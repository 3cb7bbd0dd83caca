use super::*;

/// Generated identity of a started query.
#[derive(Debug, Clone, Copy, PartialEq, Eq, PartialOrd, Ord, Hash, Serialize, Deserialize)]
pub struct QueryId(pub uuid::Uuid);

impl QueryId {
    pub fn new() -> Self {
        Self(uuid::Uuid::new_v4())
    }
}

impl Default for QueryId {
    fn default() -> Self {
        Self::new()
    }
}

impl std::fmt::Display for QueryId {
    fn fmt(&self, f: &mut std::fmt::Formatter<'_>) -> std::fmt::Result {
        write!(f, "{}", self.0)
    }
}

impl std::str::FromStr for QueryId {
    type Err = QueryError;

    fn from_str(s: &str) -> QueryResult<Self> {
        uuid::Uuid::parse_str(s)
            .map(Self)
            .map_err(|e| QueryError::config(format!("invalid query id '{s}': {e}")))
    }
}

#[derive(Debug, Clone, Copy, PartialEq, Eq, Hash, Serialize, Deserialize)]
#[serde(rename_all = "snake_case")]
pub enum QueryState {
    Active,
    Stopped,
    Failed,
}

impl std::fmt::Display for QueryState {
    fn fmt(&self, f: &mut std::fmt::Formatter<'_>) -> std::fmt::Result {
        f.write_str(match self {
            Self::Active => "active",
            Self::Stopped => "stopped",
            Self::Failed => "failed",
        })
    }
}

/// Where the scheduler is within a cycle.
///
/// ```text
/// Idle -> Discovering -> Decoding -> Merging -> Emitting -> Idle
///   \__________________________________________________/
///                          |
///                       Stopped
/// ```
#[derive(Debug, Clone, Copy, PartialEq, Eq, Hash, Serialize, Deserialize)]
#[serde(rename_all = "snake_case")]
pub enum CyclePhase {
    Idle,
    Discovering,
    Decoding,
    Merging,
    Emitting,
    Stopped,
}

impl std::fmt::Display for CyclePhase {
    fn fmt(&self, f: &mut std::fmt::Formatter<'_>) -> std::fmt::Result {
        f.write_str(match self {
            Self::Idle => "idle",
            Self::Discovering => "discovering",
            Self::Decoding => "decoding",
            Self::Merging => "merging",
            Self::Emitting => "emitting",
            Self::Stopped => "stopped",
        })
    }
}

/// Position of the committed cursor, without the full set of seen units.
#[derive(Debug, Clone, Default, PartialEq, Eq, Serialize, Deserialize)]
pub struct CursorPosition {
    /// Id the next committed batch will carry.
    pub next_batch_id: BatchId,
    pub last_unit: Option<UnitId>,
    pub units_seen: usize,
}

impl From<&BatchCursor> for CursorPosition {
    fn from(cursor: &BatchCursor) -> Self {
        Self {
            next_batch_id: cursor.batch_id,
            last_unit: cursor.last_unit.clone(),
            units_seen: cursor.seen.len(),
        }
    }
}

/// Point-in-time status of a query.
#[derive(Debug, Clone, PartialEq, Serialize, Deserialize)]
pub struct QueryStatus {
    pub id: QueryId,
    pub name: Option<String>,
    pub state: QueryState,
    pub phase: CyclePhase,
    pub message: String,
    pub last_error: Option<String>,
    /// Committed cycles, excluding no-op cycles that found no input.
    pub cycles_run: u64,
    pub consecutive_failures: u32,
    pub last_cursor: CursorPosition,
    pub watermark: Option<EventTime>,
}

impl QueryStatus {
    pub(crate) fn new(id: QueryId, name: Option<String>) -> Self {
        Self {
            id,
            name,
            state: QueryState::Active,
            phase: CyclePhase::Idle,
            message: "initializing".to_string(),
            last_error: None,
            cycles_run: 0,
            consecutive_failures: 0,
            last_cursor: CursorPosition::default(),
            watermark: None,
        }
    }

    pub fn is_active(&self) -> bool {
        self.state == QueryState::Active
    }
}

/// Metrics of one committed cycle.
#[derive(Debug, Clone, PartialEq, Serialize, Deserialize)]
pub struct QueryProgress {
    pub id: QueryId,
    pub name: Option<String>,
    pub batch_id: BatchId,
    pub units: Vec<UnitId>,
    /// Rows decoded and projected into events.
    pub input_rows: u64,
    /// Malformed lines and rows without a time or group value.
    pub skipped_rows: u64,
    /// Window contributions dropped behind the watermark.
    pub late_rows: u64,
    pub emitted_rows: u64,
    pub state_rows: u64,
    pub evicted_rows: u64,
    pub watermark: Option<EventTime>,
    pub duration_ms: u64,
    /// Wall-clock commit time, epoch millis.
    pub timestamp: i64,
}

/// Bounded history of recent progress reports.
pub const PROGRESS_HISTORY: usize = 100;
//! # Window Assigner
//!
//! Maps an event timestamp to the half-open [`TimeWindow`]s it belongs to.
//!
//! Assignment is a pure function of the timestamp and the window geometry:
//! boundaries sit at `offset + k * slide` milliseconds since the Unix epoch,
//! so re-assigning the same event always yields the same windows, in this
//! process or after a restart.
//!
//! - [`TumblingWindows`]: fixed-size, non-overlapping (one window per event)
//! - [`SlidingWindows`]: fixed-size, overlapping (`ceil(size / slide)` windows)

use std::time::Duration;

use serde::{Deserialize, Serialize};

use crate::error::{QueryError, QueryResult};
use crate::types::{EventTime, EVENT_TIME_MAX, EVENT_TIME_MIN};

mod assigners;
mod primitives;

pub use assigners::*;
pub use primitives::*;

#[cfg(test)]
#[path = "tests/window_tests.rs"]
mod tests;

--------------------

Exactly as written, transcribe each line of the data.

• [The completed task]
repository 3cb7bbd0dd83caca
use super::*;

/// Generated identity of a started query.
#[derive(Debug, Clone, Copy, PartialEq, Eq, PartialOrd, Ord, Hash, Serialize, Deserialize)]
pub struct QueryId(pub uuid::Uuid);

impl QueryId {
    pub fn new() -> Self {
        Self(uuid::Uuid::new_v4())
    }
}

impl Default for QueryId {
    fn default() -> Self {
        Self::new()
    }
}

impl std::fmt::Display for QueryId {
    fn fmt(&self, f: &mut std::fmt::Formatter<'_>) -> std::fmt::Result {
        write!(f, "{}", self.0)
    }
}

impl std::str::FromStr for QueryId {
    type Err = QueryError;

    fn from_str(s: &str) -> QueryResult<Self> {
        uuid::Uuid::parse_str(s)
            .map(Self)
            .map_err(|e| QueryError::config(format!("invalid query id '{s}': {e}")))
    }
}

#[derive(Debug, Clone, Copy, PartialEq, Eq, Hash, Serialize, Deserialize)]
#[serde(rename_all = "snake_case")]
pub enum QueryState {
    Active,
    Stopped,
    Failed,
}

impl std::fmt::Display for QueryState {
    fn fmt(&self, f: &mut std::fmt::Formatter<'_>) -> std::fmt::Result {
        f.write_str(match self {
            Self::Active => "active",
            Self::Stopped => "stopped",
            Self::Failed => "failed",
        })
    }
}

/// Where the scheduler is within a cycle.
///
/// ```text
/// Idle -> Discovering -> Decoding -> Merging -> Emitting -> Idle
///   \__________________________________________________/
///                          |
///                       Stopped
/// ```
#[derive(Debug, Clone, Copy, PartialEq, Eq, Hash, Serialize, Deserialize)]
#[serde(rename_all = "snake_case")]
pub enum CyclePhase {
    Idle,
    Discovering,
    Decoding,
    Merging,
    Emitting,
    Stopped,
}

impl std::fmt::Display for CyclePhase {
    fn fmt(&self, f: &mut std::fmt::Formatter<'_>) -> std::fmt::Result {
        f.write_str(match self {
            Self::Idle => "idle",
            Self::Discovering => "discovering",
            Self::Decoding => "decoding",
            Self::Merging => "merging",
            Self::Emitting => "emitting",
            Self::Stopped => "stopped",
        })
    }
}

/// Position of the committed cursor, without the full set of seen units.
#[derive(Debug, Clone, Default, PartialEq, Eq, Serialize, Deserialize)]
pub struct CursorPosition {
    /// Id the next committed batch will carry.
    pub next_batch_id: BatchId,
    pub last_unit: Option<UnitId>,
    pub units_seen: usize,
}

impl From<&BatchCursor> for CursorPosition {
    fn from(cursor: &BatchCursor) -> Self {
        Self {
            next_batch_id: cursor.batch_id,
            last_unit: cursor.last_unit.clone(),
            units_seen: cursor.seen.len(),
        }
    }
}

/// Point-in-time status of a query.
#[derive(Debug, Clone, PartialEq, Serialize, Deserialize)]
pub struct QueryStatus {
    pub id: QueryId,
    pub name: Option<String>,
    pub state: QueryState,
    pub phase: CyclePhase,
    pub message: String,
    pub last_error: Option<String>,
    /// Committed cycles, excluding no-op cycles that found no input.
    pub cycles_run: u64,
    pub consecutive_failures: u32,
    pub last_cursor: CursorPosition,
    pub watermark: Option<EventTime>,
}

impl QueryStatus {
    pub(crate) fn new(id: QueryId, name: Option<String>) -> Self {
        Self {
            id,
            name,
            state: QueryState::Active,
            phase: CyclePhase::Idle,
            message: "initializing".to_string(),
            last_error: None,
            cycles_run: 0,
            consecutive_failures: 0,
            last_cursor: CursorPosition::default(),
            watermark: None,
        }
    }

    pub fn is_active(&self) -> bool {
        self.state == QueryState::Active
    }
}

/// Metrics of one committed cycle.
#[derive(Debug, Clone, PartialEq, Serialize, Deserialize)]
pub struct QueryProgress {
    pub id: QueryId,
    pub name: Option<String>,
    pub batch_id: BatchId,
    pub units: Vec<UnitId>,
    /// Rows decoded and projected into events.
    pub input_rows: u64,
    /// Malformed lines and rows without a time or group value.
    pub skipped_rows: u64,
    /// Window contributions dropped behind the watermark.
    pub late_rows: u64,
    pub emitted_rows: u64,
    pub state_rows: u64,
    pub evicted_rows: u64,
    pub watermark: Option<EventTime>,
    pub duration_ms: u64,
    /// Wall-clock commit time, epoch millis.
    pub timestamp: i64,
}

/// Bounded history of recent progress reports.
pub const PROGRESS_HISTORY: usize = 100;
//! # Window Assigner
//!
//! Maps an event timestamp to the half-open [`TimeWindow`]s it belongs to.
//!
//! Assignment is a pure function of the timestamp and the window geometry:
//! boundaries sit at `offset + k * slide` milliseconds since the Unix epoch,
//! so re-assigning the same event always yields the same windows, in this
//! process or after a restart.
//!
//! - [`TumblingWindows`]: fixed-size, non-overlapping (one window per event)
//! - [`SlidingWindows`]: fixed-size, overlapping (`ceil(size / slide)` windows)

use std::time::Duration;

use serde::{Deserialize, Serialize};

use crate::error::{QueryError, QueryResult};
use crate::types::{EventTime, EVENT_TIME_MAX, EVENT_TIME_MIN};

mod assigners;
mod primitives;

pub use assigners::*;
pub use primitives::*;

#[cfg(test)]
#[path = "tests/window_tests.rs"]
mod tests;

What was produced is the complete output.